Esta violencia lo único que funda es el caos. Si pensamos en el poder fundador de la violencia en las revoluciones, se nos aparece de un modo distinto. Es una violencia dirigida y necesaria para que el esclavo rompa sus cadenas y genere el progreso histórico que se propuso la modernidad: una sociedad justa basada en los principios racionales. Como sostiene el psicoanálisis, la pulsión puede encontrar distintos objetos en su dirección, es decir; el odio puede generar productos culturales o metáforas en una sublimación, o bien, puede buscar descargarse de manera directa en la escenificación como un acting out que es la salida misantrópica. Hacer daño a los otros es el límite ético.

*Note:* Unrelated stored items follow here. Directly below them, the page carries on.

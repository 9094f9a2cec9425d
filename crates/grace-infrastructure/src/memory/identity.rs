//! In-memory identity provider.
//!
//! Behaves like the managed provider as far as the client can observe:
//! account creation signs the new account in, failures are reported as
//! provider codes and go through the same boundary mapping.

use std::collections::HashMap;
use std::sync::{Mutex, RwLock};

use async_trait::async_trait;
use grace_core::auth::{AuthUser, IdentityProvider, ProviderAuthState, map_provider_code};
use grace_core::error::Result;
use grace_core::user::DEFAULT_MIN_PASSWORD_LEN;
use tokio::sync::watch;
use uuid::Uuid;

#[derive(Debug, Clone)]
struct Account {
    user: AuthUser,
    password: String,
}

/// Identity provider keeping accounts in process memory.
pub struct InMemoryIdentityProvider {
    /// Accounts keyed by lowercased email.
    accounts: RwLock<HashMap<String, Account>>,
    state: watch::Sender<ProviderAuthState>,
    min_password_len: usize,
    reset_requests: Mutex<Vec<String>>,
    /// Provider code returned by the next call instead of running it.
    next_failure: Mutex<Option<String>>,
}

impl InMemoryIdentityProvider {
    /// Provider that has already resolved to signed-out.
    pub fn new() -> Self {
        Self::with_state(ProviderAuthState::SignedOut)
    }

    /// Provider that stays `Unresolved` until [`Self::resolve`] is called.
    pub fn unresolved() -> Self {
        Self::with_state(ProviderAuthState::Unresolved)
    }

    fn with_state(initial: ProviderAuthState) -> Self {
        let (state, _) = watch::channel(initial);
        Self {
            accounts: RwLock::new(HashMap::new()),
            state,
            min_password_len: DEFAULT_MIN_PASSWORD_LEN,
            reset_requests: Mutex::new(Vec::new()),
            next_failure: Mutex::new(None),
        }
    }

    pub fn with_min_password_len(mut self, min: usize) -> Self {
        self.min_password_len = min;
        self
    }

    /// Finishes restoring the persisted session: signed out.
    pub fn resolve(&self) {
        self.state.send_if_modified(|state| {
            if *state == ProviderAuthState::Unresolved {
                *state = ProviderAuthState::SignedOut;
                true
            } else {
                false
            }
        });
    }

    /// Makes the next provider call fail with `code` (e.g. `auth/network-request-failed`).
    pub fn fail_next(&self, code: impl Into<String>) {
        *lock(&self.next_failure) = Some(code.into());
    }

    /// Simulates a sign-out pushed by the provider (expired or revoked session).
    pub fn expire_session(&self) {
        self.state.send_replace(ProviderAuthState::SignedOut);
    }

    /// Emails that received a password reset link, in order.
    pub fn reset_requests(&self) -> Vec<String> {
        lock(&self.reset_requests).clone()
    }

    pub fn account_count(&self) -> usize {
        read(&self.accounts).len()
    }

    fn take_failure(&self, subject: &str) -> Result<()> {
        match lock(&self.next_failure).take() {
            Some(code) => Err(map_provider_code(&code, subject)),
            None => Ok(()),
        }
    }

    fn key(email: &str) -> String {
        email.trim().to_lowercase()
    }
}

impl Default for InMemoryIdentityProvider {
    fn default() -> Self {
        Self::new()
    }
}

#[async_trait]
impl IdentityProvider for InMemoryIdentityProvider {
    async fn create_account(&self, email: &str, password: &str) -> Result<AuthUser> {
        self.take_failure(email)?;
        if password.chars().count() < self.min_password_len {
            return Err(map_provider_code("auth/weak-password", email));
        }

        let user = {
            let mut accounts = write(&self.accounts);
            let key = Self::key(email);
            if accounts.contains_key(&key) {
                return Err(map_provider_code("auth/email-already-in-use", email));
            }
            let user = AuthUser {
                uid: Uuid::new_v4().simple().to_string(),
                email: email.trim().to_string(),
                display_name: None,
            };
            accounts.insert(
                key,
                Account {
                    user: user.clone(),
                    password: password.to_string(),
                },
            );
            user
        };

        self.state.send_replace(ProviderAuthState::SignedIn(user.clone()));
        Ok(user)
    }

    async fn sign_in(&self, email: &str, password: &str) -> Result<AuthUser> {
        self.take_failure(email)?;
        let user = {
            let accounts = read(&self.accounts);
            let account = accounts
                .get(&Self::key(email))
                .ok_or_else(|| map_provider_code("auth/user-not-found", email))?;
            if account.password != password {
                return Err(map_provider_code("auth/wrong-password", email));
            }
            account.user.clone()
        };

        self.state.send_replace(ProviderAuthState::SignedIn(user.clone()));
        Ok(user)
    }

    async fn sign_out(&self) -> Result<()> {
        self.take_failure("")?;
        self.state.send_replace(ProviderAuthState::SignedOut);
        Ok(())
    }

    async fn send_password_reset(&self, email: &str) -> Result<()> {
        self.take_failure(email)?;
        if !read(&self.accounts).contains_key(&Self::key(email)) {
            return Err(map_provider_code("auth/user-not-found", email));
        }
        lock(&self.reset_requests).push(email.trim().to_string());
        Ok(())
    }

    async fn update_display_name(&self, uid: &str, display_name: &str) -> Result<()> {
        self.take_failure(uid)?;
        let mut accounts = write(&self.accounts);
        let account = accounts
            .values_mut()
            .find(|account| account.user.uid == uid)
            .ok_or_else(|| map_provider_code("auth/user-not-found", uid))?;
        account.user.display_name = Some(display_name.to_string());
        let updated = account.user.clone();

        // Profile changes do not fire auth events; keep the signed-in copy current silently.
        self.state.send_if_modified(|state| {
            if let ProviderAuthState::SignedIn(current) = state {
                if current.uid == updated.uid {
                    *current = updated.clone();
                }
            }
            false
        });
        Ok(())
    }

    fn current_user(&self) -> Option<AuthUser> {
        self.state.borrow().user().cloned()
    }

    fn auth_state(&self) -> watch::Receiver<ProviderAuthState> {
        self.state.subscribe()
    }
}

fn lock<T>(mutex: &Mutex<T>) -> std::sync::MutexGuard<'_, T> {
    mutex.lock().unwrap_or_else(|poisoned| poisoned.into_inner())
}

fn read<T>(lock: &RwLock<T>) -> std::sync::RwLockReadGuard<'_, T> {
    lock.read().unwrap_or_else(|poisoned| poisoned.into_inner())
}

fn write<T>(lock: &RwLock<T>) -> std::sync::RwLockWriteGuard<'_, T> {
    lock.write().unwrap_or_else(|poisoned| poisoned.into_inner())
}

#[cfg(test)]
mod tests {
    use super::*;
    use grace_core::ErrorKind;

    #[tokio::test]
    async fn test_create_account_signs_in() {
        let provider = InMemoryIdentityProvider::new();
        let user = provider.create_account("a@example.com", "secret1").await.unwrap();
        assert_eq!(provider.current_user(), Some(user.clone()));
        assert_eq!(*provider.auth_state().borrow(), ProviderAuthState::SignedIn(user));
    }

    #[tokio::test]
    async fn test_duplicate_and_weak_accounts() {
        let provider = InMemoryIdentityProvider::new();
        provider.create_account("a@example.com", "secret1").await.unwrap();

        let err = provider.create_account("A@example.com", "secret1").await.unwrap_err();
        assert_eq!(err.kind(), ErrorKind::AccountExists);

        let err = provider.create_account("b@example.com", "123").await.unwrap_err();
        assert_eq!(err.kind(), ErrorKind::WeakCredential);
    }

    #[tokio::test]
    async fn test_sign_in_errors() {
        let provider = InMemoryIdentityProvider::new();
        provider.create_account("x@example.com", "goodpass").await.unwrap();
        provider.sign_out().await.unwrap();

        let err = provider.sign_in("x@example.com", "wrongpass").await.unwrap_err();
        assert_eq!(err.kind(), ErrorKind::InvalidCredential);

        let err = provider.sign_in("y@example.com", "goodpass").await.unwrap_err();
        assert_eq!(err.kind(), ErrorKind::NotFound);
        assert!(provider.current_user().is_none());
    }

    #[tokio::test]
    async fn test_injected_failure_is_mapped_once() {
        let provider = InMemoryIdentityProvider::new();
        provider.fail_next("auth/network-request-failed");
        let err = provider.send_password_reset("x@example.com").await.unwrap_err();
        assert_eq!(err.kind(), ErrorKind::NetworkUnavailable);

        let err = provider.send_password_reset("x@example.com").await.unwrap_err();
        assert_eq!(err.kind(), ErrorKind::NotFound);
    }

    #[tokio::test]
    async fn test_update_display_name_does_not_notify() {
        let provider = InMemoryIdentityProvider::new();
        let user = provider.create_account("a@example.com", "secret1").await.unwrap();
        let mut rx = provider.auth_state();
        rx.borrow_and_update();

        provider.update_display_name(&user.uid, "Ada Lovelace").await.unwrap();
        assert!(!rx.has_changed().unwrap());
        assert_eq!(
            provider.current_user().unwrap().display_name.as_deref(),
            Some("Ada Lovelace")
        );
    }

    #[test]
    fn test_unresolved_until_resolve() {
        let provider = InMemoryIdentityProvider::unresolved();
        assert_eq!(*provider.auth_state().borrow(), ProviderAuthState::Unresolved);
        provider.resolve();
        assert_eq!(*provider.auth_state().borrow(), ProviderAuthState::SignedOut);
    }
}
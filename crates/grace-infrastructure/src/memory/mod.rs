//! In-memory backend used by tests and local development.

mod identity;
mod store;

pub use identity::InMemoryIdentityProvider;
pub use store::InMemoryDocumentStore;
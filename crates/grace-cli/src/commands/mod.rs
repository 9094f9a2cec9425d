pub mod auth;
pub mod config;
pub mod dossiers;

use grace_core::{GraceError, Operation};

/// Turns a domain error into the French message shown to the user.
pub fn user_error(err: GraceError, operation: Operation) -> anyhow::Error {
    tracing::debug!("[Cli] {:?} failed: {:?}", operation, err);
    anyhow::anyhow!(err.localized_message_for(operation))
}
//! Wiring of configuration, logging and use cases.

use std::path::PathBuf;
use std::sync::Arc;

use anyhow::{Context, Result};
use grace_application::{DossierService, SessionController};
use grace_core::config::{BackendKind, GraceConfig};
use grace_core::dossier::SystemClock;
use grace_infrastructure::{Backend, ConfigService};
use tracing_subscriber::EnvFilter;

pub struct App {
    pub config: GraceConfig,
    pub session: Arc<SessionController>,
    pub dossiers: DossierService,
}

pub fn config_service(path: Option<PathBuf>) -> Result<ConfigService> {
    match path {
        Some(path) => Ok(ConfigService::with_path(path)),
        None => ConfigService::from_env().context("Failed to locate the configuration file"),
    }
}

impl App {
    pub fn bootstrap(config_service: &ConfigService, force_memory: bool) -> Result<Self> {
        let mut config = config_service
            .get_config()
            .context("Failed to load configuration")?;
        if force_memory {
            config.backend.kind = BackendKind::Memory;
        }
        init_tracing(&config.logging.level);
        tracing::info!("[Bootstrap] Configuration loaded from {:?}", config_service.path());

        let backend = Backend::from_config(&config.backend, config.validation.min_password_length)
            .context("Failed to initialize backend")?;
        let clock = Arc::new(SystemClock::new());
        let session = SessionController::new(backend.identity, backend.profiles, clock.clone());
        session.spawn_provider_listener();
        let dossiers = DossierService::from_config(backend.dossiers, &config.dossiers).with_clock(clock);

        Ok(Self {
            config,
            session,
            dossiers,
        })
    }
}

/// `RUST_LOG` wins over the configured level.
fn init_tracing(level: &str) {
    let filter = EnvFilter::try_from_default_env()
        .or_else(|_| EnvFilter::try_new(level))
        .unwrap_or_else(|_| EnvFilter::new("info"));
    let _ = tracing_subscriber::fmt()
        .with_env_filter(filter)
        .with_writer(std::io::stderr)
        .with_target(false)
        .try_init();
}
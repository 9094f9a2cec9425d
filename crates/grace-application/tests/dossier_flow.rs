//! Dossier CRUD against the in-memory store.

use std::sync::Arc;

use grace_application::DossierService;
use grace_core::ErrorKind;
use grace_core::dossier::{DossierPatch, DossierStatus, DossierType, NewDossier};
use grace_core::error::GraceError;
use grace_infrastructure::InMemoryDocumentStore;

fn service() -> (Arc<InMemoryDocumentStore>, DossierService) {
    let store = Arc::new(InMemoryDocumentStore::new());
    (store.clone(), DossierService::new(store))
}

#[tokio::test]
async fn test_create_sets_defaults() {
    let (_, service) = service();
    let dossier = service
        .create(
            "U1",
            NewDossier::new("Sinistre auto", DossierType::Auto).with_description("Choc arrière"),
        )
        .await
        .unwrap();

    let digits = dossier.id.strip_prefix("DOS-").unwrap();
    assert!(!digits.is_empty());
    assert!(digits.chars().all(|c| c.is_ascii_digit()));
    assert_eq!(dossier.user_id, "U1");
    assert_eq!(dossier.status, DossierStatus::EnCours);
    assert_eq!(dossier.status.as_str(), "En cours");
    assert_eq!(dossier.documents_count, 0);
    assert_eq!(dossier.created_at, dossier.updated_at);
}

#[tokio::test]
async fn test_create_then_get() {
    let (_, service) = service();
    let created = service
        .create_for_type("U1", DossierType::Sante)
        .await
        .unwrap();
    assert_eq!(created.title, "Dossier d'Assurance Santé");

    let fetched = service.get("U1", &created.id).await.unwrap();
    assert_eq!(fetched, created);

    // Records are scoped to their owner.
    let err = service.get("U2", &created.id).await.unwrap_err();
    assert_eq!(err.kind(), ErrorKind::NotFound);
}

#[tokio::test]
async fn test_list_most_recent_first() {
    let (_, service) = service();
    let mut ids = Vec::new();
    for dossier_type in [DossierType::Auto, DossierType::Habitation, DossierType::Vie] {
        ids.push(service.create_for_type("U1", dossier_type).await.unwrap().id);
    }
    service.create_for_type("U2", DossierType::Pro).await.unwrap();

    let listed = service.list("U1").await.unwrap();
    let listed_ids: Vec<&str> = listed.iter().map(|d| d.id.as_str()).collect();
    ids.reverse();
    assert_eq!(listed_ids, ids);
    assert!(listed.windows(2).all(|w| w[0].created_at >= w[1].created_at));
}

#[tokio::test]
async fn test_rapid_creates_have_distinct_ids() {
    let (store, service) = service();
    for _ in 0..20 {
        service.create_for_type("U1", DossierType::Auto).await.unwrap();
    }
    assert_eq!(store.dossier_count("U1").await, 20);
}

#[tokio::test]
async fn test_independent_services_share_id_sequence() {
    let store = Arc::new(InMemoryDocumentStore::new());
    let first = DossierService::new(store.clone());
    let second = DossierService::new(store.clone());
    for _ in 0..100 {
        first.create_for_type("U1", DossierType::Auto).await.unwrap();
        second.create_for_type("U1", DossierType::Vie).await.unwrap();
    }
    assert_eq!(store.dossier_count("U1").await, 200);
}

#[tokio::test]
async fn test_update_status_bumps_updated_at() {
    let (_, service) = service();
    let created = service
        .create_for_type("U1", DossierType::Voyage)
        .await
        .unwrap();

    service
        .update("U1", &created.id, &DossierPatch::status("Validé"))
        .await
        .unwrap();

    let updated = service.get("U1", &created.id).await.unwrap();
    assert_eq!(updated.status, DossierStatus::Valide);
    assert!(updated.updated_at > created.updated_at);
    assert_eq!(updated.created_at, created.created_at);
    assert_eq!(updated.title, created.title);
}

#[tokio::test]
async fn test_update_keeps_unrecognized_status() {
    let (_, service) = service();
    let created = service.create_for_type("U1", DossierType::Auto).await.unwrap();
    service
        .update("U1", &created.id, &DossierPatch::status("Refusé"))
        .await
        .unwrap();
    let updated = service.get("U1", &created.id).await.unwrap();
    assert_eq!(updated.status.as_str(), "Refusé");
    assert!(!updated.status.is_recognized());
}

#[tokio::test]
async fn test_update_missing_is_not_found() {
    let (_, service) = service();
    let err = service
        .update("U1", "DOS-404", &DossierPatch::status("Validé"))
        .await
        .unwrap_err();
    assert!(err.is_not_found());
}

#[tokio::test]
async fn test_delete_then_get() {
    let (_, service) = service();
    let created = service.create_for_type("U1", DossierType::Auto).await.unwrap();
    service.delete("U1", &created.id).await.unwrap();

    let err = service.get("U1", &created.id).await.unwrap_err();
    assert_eq!(err, GraceError::not_found("dossier", &created.id));

    // Deleting again is not an error.
    service.delete("U1", &created.id).await.unwrap();
}

#[tokio::test]
async fn test_store_failure_is_propagated() {
    let (store, service) = service();
    store.fail_next(GraceError::NetworkUnavailable);
    let err = service.list("U1").await.unwrap_err();
    assert_eq!(err, GraceError::NetworkUnavailable);
}
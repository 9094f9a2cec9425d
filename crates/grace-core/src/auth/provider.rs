//! Identity provider port.

use async_trait::async_trait;
use serde::{Deserialize, Serialize};
use tokio::sync::watch;

use crate::error::Result;

/// Identity as known by the identity provider.
#[derive(Debug, Clone, PartialEq, Eq, Serialize, Deserialize)]
#[serde(rename_all = "camelCase")]
pub struct AuthUser {
    pub uid: String,
    pub email: String,
    pub display_name: Option<String>,
}

/// Authentication state pushed by the provider.
#[derive(Debug, Clone, PartialEq, Eq, Default)]
pub enum ProviderAuthState {
    /// The provider has not restored or rejected a persisted session yet.
    #[default]
    Unresolved,
    SignedOut,
    SignedIn(AuthUser),
}

impl ProviderAuthState {
    pub fn user(&self) -> Option<&AuthUser> {
        match self {
            Self::SignedIn(user) => Some(user),
            _ => None,
        }
    }
}

/// External service owning credentials and authentication sessions.
///
/// Every method maps provider failures through
/// [`super::map_provider_code`] so callers only see
/// [`crate::error::GraceError`] values.
#[async_trait]
pub trait IdentityProvider: Send + Sync {
    /// Creates an account and signs it in.
    async fn create_account(&self, email: &str, password: &str) -> Result<AuthUser>;

    async fn sign_in(&self, email: &str, password: &str) -> Result<AuthUser>;

    async fn sign_out(&self) -> Result<()>;

    /// Asks the provider to email a password reset link.
    async fn send_password_reset(&self, email: &str) -> Result<()>;

    /// Sets the display name of the signed-in account `uid`.
    ///
    /// Does not push a new auth state.
    async fn update_display_name(&self, uid: &str, display_name: &str) -> Result<()>;

    /// The currently signed-in account, if any.
    fn current_user(&self) -> Option<AuthUser>;

    /// Stream of auth state changes. The receiver starts at the current state.
    fn auth_state(&self) -> watch::Receiver<ProviderAuthState>;
}
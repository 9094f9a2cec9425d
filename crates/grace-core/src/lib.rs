//! Domain layer for GRaCE.
//!
//! Holds the models, the ports implemented by backend adapters
//! ([`auth::IdentityProvider`], [`user::ProfileRepository`],
//! [`dossier::DossierRepository`]), the observable session store and the
//! navigation contract.

pub mod auth;
pub mod config;
pub mod dossier;
pub mod error;
pub mod navigation;
pub mod session;
pub mod user;

// Re-export common error type
pub use error::{ErrorKind, GraceError, Operation, Result};
use serde::{Deserialize, Serialize};

use crate::user::User;

/// Who, if anyone, is currently authenticated.
///
/// `Loading` only exists until the identity provider resolves its first
/// state; screens render it as a spinner, distinct from `Anonymous`.
#[derive(Debug, Clone, PartialEq, Eq, Default, Serialize, Deserialize)]
#[serde(tag = "state", content = "user", rename_all = "snake_case")]
pub enum SessionState {
    #[default]
    Loading,
    Anonymous,
    Authenticated(User),
}

impl SessionState {
    pub fn user(&self) -> Option<&User> {
        match self {
            Self::Authenticated(user) => Some(user),
            _ => None,
        }
    }

    pub fn user_id(&self) -> Option<&str> {
        self.user().map(|user| user.id.as_str())
    }

    pub fn is_loading(&self) -> bool {
        matches!(self, Self::Loading)
    }

    pub fn is_authenticated(&self) -> bool {
        matches!(self, Self::Authenticated(_))
    }
}

impl From<Option<User>> for SessionState {
    fn from(user: Option<User>) -> Self {
        match user {
            Some(user) => Self::Authenticated(user),
            None => Self::Anonymous,
        }
    }
}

Quién está a cargo de poner el límite es una policía que empatiza con el asesino y lo comprende ya que ella misma siente ese odio contra la humanidad, pero, lo ha canalizado como un autocastigo a través de las drogas. Esta sería la otra vía, la de llevar el odio contra sí mismo. De un modo u otro, el poder se sigue imponiendo en ambos sujetos porque nada es motor de cambio social ya que siempre genera pura destrucción en un sentido literal e irreflexivo. Es así, que la investigadora comienza a urdir la trama de la psicología del tirador cuando es comprendida por el detective a cargo que oficia a la manera de padre en el camino de nuestra heroína. Y mediante la confianza en ella, y una clara visión, logra llegar al punto en cuestión y le aconseja usar la bronca para hacer justicia. Es decir, poner fuera lo que lleva contra sí.
Ahora bien, cabría juzgar al film por su postura ante esto. ¿Cómo construye al tirador? ¿Lo particulariza, aislándolo de la problemática social? ¿Lo privatiza, elaborando su historia desde un conflicto familiar? ¿O mira a su familia como un producto más de una sociedad profundamente enferma? ¿Propone un héroe como salida mesiánica o nos interpela con la necesidad de tomar cartas en el asunto desde una perspectiva social, grupal, o estatal? ¿Somos parte del problema? ¿Podemos hacer algo al respecto para detener la violencia estructural del sistema? Dejo estas preguntas al espectador.